Pas comme une ennemie – il l’avait rencontrée trop souvent au hasard des sièges et des batailles pour la confondre avec un quelconque adversaire. Non plus comme une épouvante, car elle pouvait être le suprême visage de la miséricorde. Plutôt comme une visiteuse importune qui s’insinue et s’installe au moment où l’on souhaite le moins sa présence. Elle aurait pu venir sans qu’il y prît vraiment garde, dans une embuscade, un coup de main, au cours de l’interminable siège de Neuss ou sur la plaine de Grandson, dont un hasard providentiel l’avait tiré, sérieusement blessé, lorsque l’armée bourguignonne l’avait laissé sans plus de forces qu’une étoile de mer abandonnée par la marée tandis que ses compagnons s’enfuyaient devant les Suisses.
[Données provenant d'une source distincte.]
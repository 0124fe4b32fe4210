use chrono::NaiveDateTime;
use serde::{Deserialize, Serialize};
use strum_macros::{AsRefStr, Display, EnumString};
use utoipa::ToSchema;

#[derive(
    Debug, Clone, Copy, PartialEq, Eq, Serialize, Deserialize, ToSchema, Display, EnumString, AsRefStr,
)]
pub enum ClockEventType {
    CheckIn,
    CheckOut,
}

impl ClockEventType {
    /// Maps the punch codes terminals and bridges report onto an event type.
    pub fn from_vendor(code: &str) -> Option<Self> {
        match code.trim().to_lowercase().as_str() {
            "0" | "in" | "checkin" | "check-in" | "check_in" | "entrée" | "entree" => {
                Some(ClockEventType::CheckIn)
            }
            "1" | "out" | "checkout" | "check-out" | "check_out" | "sortie" => {
                Some(ClockEventType::CheckOut)
            }
            _ => None,
        }
    }
}

impl TryFrom<String> for ClockEventType {
    type Error = strum::ParseError;

    fn try_from(value: String) -> Result<Self, Self::Error> {
        value.parse()
    }
}

/// Immutable record of a single clock event, as imported.
#[derive(Debug, Clone, PartialEq, Serialize, Deserialize, sqlx::FromRow, ToSchema)]
pub struct RawClockEvent {
    pub id: u64,
    pub device_id: u64,
    pub external_user_id: String,
    pub resolved_personnel_id: Option<u64>,
    pub occurred_at: NaiveDateTime,
    #[sqlx(try_from = "String")]
    pub event_type: ClockEventType,
    pub raw_payload: Option<String>,
    pub imported_at: NaiveDateTime,
}

#[derive(Debug, Clone)]
pub struct NewRawClockEvent {
    pub device_id: u64,
    pub external_user_id: String,
    pub resolved_personnel_id: Option<u64>,
    pub occurred_at: NaiveDateTime,
    pub event_type: ClockEventType,
    pub raw_payload: Option<String>,
}
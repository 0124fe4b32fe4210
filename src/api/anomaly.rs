use crate::api::now;
use crate::auth::auth::AuthUser;
use crate::ledger::anomaly::{self, ResolveAnomaly, ScanWindow};
use crate::ledger::policy::AttendancePolicy;
use crate::model::anomaly::Anomaly;
use crate::store::AnomalyFilter;
use crate::store::mysql::MySqlStore;
use actix_web::{HttpResponse, Responder, web};
use serde_json::json;

#[utoipa::path(
    get,
    path = "/api/anomalies",
    params(AnomalyFilter),
    responses(
        (status = 200, description = "Anomalies, most recent first", body = Vec<Anomaly>),
        (status = 401, description = "Unauthorized"),
        (status = 403, description = "No personnel profile")
    ),
    security(
        ("bearer_auth" = [])
    ),
    tag = "Anomalies"
)]
pub async fn list_anomalies(
    auth: AuthUser,
    store: web::Data<MySqlStore>,
    query: web::Query<AnomalyFilter>,
) -> actix_web::Result<impl Responder> {
    let mut filter = query.into_inner();
    if !auth.role.is_supervisor() {
        filter.personnel_id = Some(auth.require_personnel()?);
    }
    Ok(HttpResponse::Ok().json(anomaly::list(store.get_ref(), &filter).await?))
}

/* =========================
Scan a period (HR/Admin)
========================= */
#[utoipa::path(
    post,
    path = "/api/anomalies/scan",
    request_body(
        content = ScanWindow,
        description = "Inclusive period; only days before today are judged",
        content_type = "application/json"
    ),
    responses(
        (status = 200, description = "New anomalies and per-item errors", body = crate::ledger::anomaly::ScanReport),
        (status = 400, description = "Invalid period"),
        (status = 401, description = "Unauthorized"),
        (status = 403, description = "Forbidden")
    ),
    security(
        ("bearer_auth" = [])
    ),
    tag = "Anomalies"
)]
pub async fn scan(
    auth: AuthUser,
    store: web::Data<MySqlStore>,
    policy: web::Data<AttendancePolicy>,
    payload: web::Json<ScanWindow>,
) -> actix_web::Result<impl Responder> {
    auth.require_hr_or_admin()?;
    let at = now();
    let report = anomaly::scan(store.get_ref(), &policy, &payload, at.date(), at).await?;
    Ok(HttpResponse::Ok().json(report))
}

#[utoipa::path(
    put,
    path = "/api/anomalies/{anomaly_id}/resolve",
    params(
        ("anomaly_id" = u64, Path, description = "Anomaly to close")
    ),
    request_body(
        content = ResolveAnomaly,
        description = "Action taken and optional comment",
        content_type = "application/json"
    ),
    responses(
        (status = 200, description = "Anomaly resolved", body = Object, example = json!({
            "message": "Anomaly resolved"
        })),
        (status = 400, description = "Bad request"),
        (status = 401, description = "Unauthorized"),
        (status = 403, description = "Forbidden"),
        (status = 404, description = "Anomaly not found"),
        (status = 409, description = "Already resolved")
    ),
    security(
        ("bearer_auth" = [])
    ),
    tag = "Anomalies"
)]
pub async fn resolve(
    auth: AuthUser,
    store: web::Data<MySqlStore>,
    path: web::Path<u64>,
    payload: web::Json<ResolveAnomaly>,
) -> actix_web::Result<impl Responder> {
    auth.require_hr_or_admin()?;
    let anomaly = anomaly::resolve(store.get_ref(), path.into_inner(), auth.user_id, &payload, now()).await?;
    Ok(HttpResponse::Ok().json(json!({
        "message": "Anomaly resolved",
        "data": anomaly
    })))
}

#[utoipa::path(
    put,
    path = "/api/anomalies/{anomaly_id}/ignore",
    params(
        ("anomaly_id" = u64, Path, description = "Anomaly to dismiss")
    ),
    responses(
        (status = 200, description = "Anomaly ignored", body = Object, example = json!({
            "message": "Anomaly ignored"
        })),
        (status = 401, description = "Unauthorized"),
        (status = 403, description = "Forbidden"),
        (status = 404, description = "Anomaly not found"),
        (status = 409, description = "Already resolved")
    ),
    security(
        ("bearer_auth" = [])
    ),
    tag = "Anomalies"
)]
pub async fn ignore(
    auth: AuthUser,
    store: web::Data<MySqlStore>,
    path: web::Path<u64>,
) -> actix_web::Result<impl Responder> {
    auth.require_hr_or_admin()?;
    let anomaly = anomaly::ignore(store.get_ref(), path.into_inner(), auth.user_id, now()).await?;
    Ok(HttpResponse::Ok().json(json!({
        "message": "Anomaly ignored",
        "data": anomaly
    })))
}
C’eût été normal, logique même, et conforme à cet étrange marché qu’il avait conclu à Florence, un jour de janvier 1475, avec l’un des hommes les plus riches de la ville, Francesco Beltrami : en échange de la main de la ravissante Fiora, sa fille adoptive, et de la dot royale qui l’accompagnait, Philippe avait juré de n’exiger qu’une seule nuit après laquelle il disparaîtrait pour ne jamais revenir.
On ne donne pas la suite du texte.